Migration Commissioner reported that in the last year they have separated the servers, including 11 middle managers

In the last year, the National Migration Institute (INM) has separated a thousand and 40 public servants, including 11 middle managers, who allegedly were part of the corruption with which it operated, reported the commissioner of that organ, Francisco Garduño.

Before the Secretary of the Interior, Olga Sánchez Cordero, who this morning made a tour of the INM headquarters, Garduño said that among those who left the institution is the former deputy representative in Mexico City, five deputy directors and five department heads.

The commissioner assured that all the process that foreigners carried out to formalize their stay in their country was full of obstacles to favor the request for gifts.

“There were people who (early) distributed tokens, 300 tokens and kept 20 for the one who arrived at 11 in the morning. Then they sold those tokens for 300 pesos, an act of total corruption.

“There were 20 chips of 300 pesos, three times two, six (one thousand pesos), for five days (30 thousand pesos), that’s why they wanted to be in that service,” he exemplified.
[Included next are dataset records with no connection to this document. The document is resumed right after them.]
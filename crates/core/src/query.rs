//! Free-text query interpretation.
//!
//! Turns a shopper question such as `"headphone bagus under 2 juta"` into the
//! category and price ceiling the search engine filters on. Interpretation is
//! table driven and never fails: unrecognized text yields no filters.

use std::sync::OnceLock;

use regex::Regex;
use serde::{Deserialize, Serialize};

/// Ordered `(trigger, category)` pairs; earlier rows win.
pub const CATEGORY_TRIGGERS: &[(&str, &str)] = &[
    ("laptop", "laptop"),
    ("notebook", "laptop"),
    ("komputer", "laptop"),
    ("smartphone", "smartphone"),
    ("hp", "smartphone"),
    ("handphone", "smartphone"),
    ("headphone", "headphone"),
    ("earphone", "headphone"),
    ("tablet", "tablet"),
    ("kamera", "kamera"),
    ("speaker", "audio"),
    ("audio", "audio"),
    ("drone", "drone"),
    ("jam", "jam"),
    ("smartwatch", "jam"),
    ("tv", "tv"),
];

/// Words that imply a price ceiling without a numeral.
pub const BUDGET_KEYWORDS: &[(&str, u64)] = &[
    ("murah", 5_000_000),
    ("budget", 5_000_000),
    ("hemat", 3_000_000),
    ("terjangkau", 4_000_000),
    ("ekonomis", 2_000_000),
];

/// Words that turn a query into a request for top-rated products.
pub const BEST_TRIGGERS: &[&str] = &["terbaik", "best", "rekomendasi", "bagus"];

/// Numeral-plus-unit patterns. Each pattern exposes the number as `amount`.
/// A number touching a thousands separator is never matched.
pub const PRICE_UNITS: &[PriceUnit] = &[
    PriceUnit {
        pattern: r"(?:^|[^\d.,])(?P<amount>\d+(?:[.,]\d+)?)\s*(?:juta|jt)\b",
        multiplier: 1_000_000.0,
    },
    PriceUnit {
        pattern: r"(?:^|[^\d.,])(?P<amount>\d+(?:[.,]\d+)?)\s*ribu\b",
        multiplier: 1_000.0,
    },
    PriceUnit {
        pattern: r"(?:^|[^\d.,])(?P<amount>\d+(?:[.,]\d+)?)\s*m\b",
        multiplier: 1_000_000.0,
    },
    PriceUnit {
        pattern: r"(?:^|[^\d.,])(?P<amount>\d+(?:[.,]\d+)?)\s*k\b",
        multiplier: 1_000.0,
    },
];

/// Literal rupiah: `rp` followed by bare digits. Only consulted when no unit
/// pattern matches. `separator` captures a trailing `.000` style group.
pub const RUPIAH_PREFIX: PriceUnit =
    PriceUnit { pattern: r"\brp\s*(?P<amount>\d+)(?P<separator>[.,]\d)?", multiplier: 1.0 };

#[derive(Clone, Copy, Debug, PartialEq)]
pub struct PriceUnit {
    pub pattern: &'static str,
    pub multiplier: f64,
}

#[derive(Clone, Debug, Default, PartialEq, Eq, Serialize, Deserialize)]
pub struct QueryIntent {
    pub category: Option<String>,
    pub max_price: Option<u64>,
    pub best: bool,
}

impl QueryIntent {
    pub fn has_filters(&self) -> bool {
        self.category.is_some() || self.max_price.is_some()
    }
}

pub fn interpret(text: &str) -> QueryIntent {
    QueryIntent {
        category: extract_category(text),
        max_price: extract_max_price(text),
        best: has_best_intent(text),
    }
}

/// Normalized category for the first trigger found, or `None` when no trigger
/// matches or triggers for two different categories appear.
pub fn extract_category(text: &str) -> Option<String> {
    let lowered = text.to_lowercase();
    let mut found: Option<&str> = None;

    for (trigger, category) in CATEGORY_TRIGGERS {
        if !lowered.contains(trigger) {
            continue;
        }
        match found {
            None => found = Some(*category),
            Some(existing) if existing == *category => {}
            Some(_) => return None,
        }
    }

    found.map(str::to_owned)
}

pub fn extract_max_price(text: &str) -> Option<u64> {
    let lowered = text.to_lowercase();

    numeric_price(&lowered).or_else(|| budget_keyword_price(&lowered))
}

pub fn has_best_intent(text: &str) -> bool {
    let lowered = text.to_lowercase();
    BEST_TRIGGERS.iter().any(|trigger| lowered.contains(trigger))
}

fn numeric_price(lowered: &str) -> Option<u64> {
    let (units, rupiah) = compiled_price_patterns()?;

    // Earliest match in the text wins; table order breaks ties.
    let unit_match = units
        .iter()
        .filter_map(|(regex, multiplier)| {
            let captures = regex.captures(lowered)?;
            let amount = captures.name("amount")?;
            Some((amount.start(), amount.as_str(), *multiplier))
        })
        .min_by_key(|(start, _, _)| *start);

    if let Some((_, amount, multiplier)) = unit_match {
        return scale(amount, multiplier);
    }

    let captures = rupiah.captures(lowered)?;
    if captures.name("separator").is_some() {
        return None;
    }
    scale(captures.name("amount")?.as_str(), RUPIAH_PREFIX.multiplier)
}

fn budget_keyword_price(lowered: &str) -> Option<u64> {
    BUDGET_KEYWORDS
        .iter()
        .find(|(keyword, _)| lowered.contains(keyword))
        .map(|(_, ceiling)| *ceiling)
}

fn scale(amount: &str, multiplier: f64) -> Option<u64> {
    let value = amount.replace(',', ".").parse::<f64>().ok()? * multiplier;
    (value.is_finite() && value >= 0.0 && value < u64::MAX as f64).then(|| value.trunc() as u64)
}

type CompiledPatterns = (Vec<(Regex, f64)>, Regex);

fn compiled_price_patterns() -> Option<&'static CompiledPatterns> {
    static PATTERNS: OnceLock<Option<CompiledPatterns>> = OnceLock::new();

    PATTERNS
        .get_or_init(|| {
            let units = PRICE_UNITS
                .iter()
                .map(|unit| Regex::new(unit.pattern).map(|regex| (regex, unit.multiplier)))
                .collect::<Result<Vec<_>, _>>()
                .ok()?;
            let rupiah = Regex::new(RUPIAH_PREFIX.pattern).ok()?;
            Some((units, rupiah))
        })
        .as_ref()
}
//! Answer rendering for shopper questions
//!
//! The search core decides which products answer a question. This crate only
//! turns that decision into prose:
//! - `render::TemplateRenderer` formats the result deterministically
//! - `render::LlmRenderer` asks a language model for a friendlier phrasing and
//!   falls back to the template whenever the model fails
//!
//! The model never picks products or prices. It only rewords what the search
//! engine already returned.

pub mod llm;
pub mod render;

pub use llm::LlmClient;
pub use render::{format_rupiah, LlmRenderer, ResponseRenderer, TemplateRenderer};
All this corruption, he explained, made any procedure that foreigners came to carry out take months, since they were always asked for a new document or those they presented were rejected and, eventually, they were sent with the “coyotes.”

To eliminate these practices, in addition to dismissing more than a thousand employees, he said, a reengineering of the entire process was carried out, the route was digitized, unnecessary steps were eliminated, controls were established and today, procedures that took half a year, are done in 40 minutes.

Sánchez Cordero witnessed the changes made at the Institute’s headquarters in Polanco, where spaces were converted, computer equipment was changed, and systems were installed to digitize fingerprinting, signature, and photography.

The official said that this is the most important change that the Institute has had in recent years and that the efficiency with which it now handles immigration procedures contrasts with what happened before the entire reengineering process began.

“This is a before and after. It is a paradigmatic change, there is no doubt that the before was a poorly attended paperwork, people stood in long queues, did not have, on many occasions, a clear regulation of attention,” she said.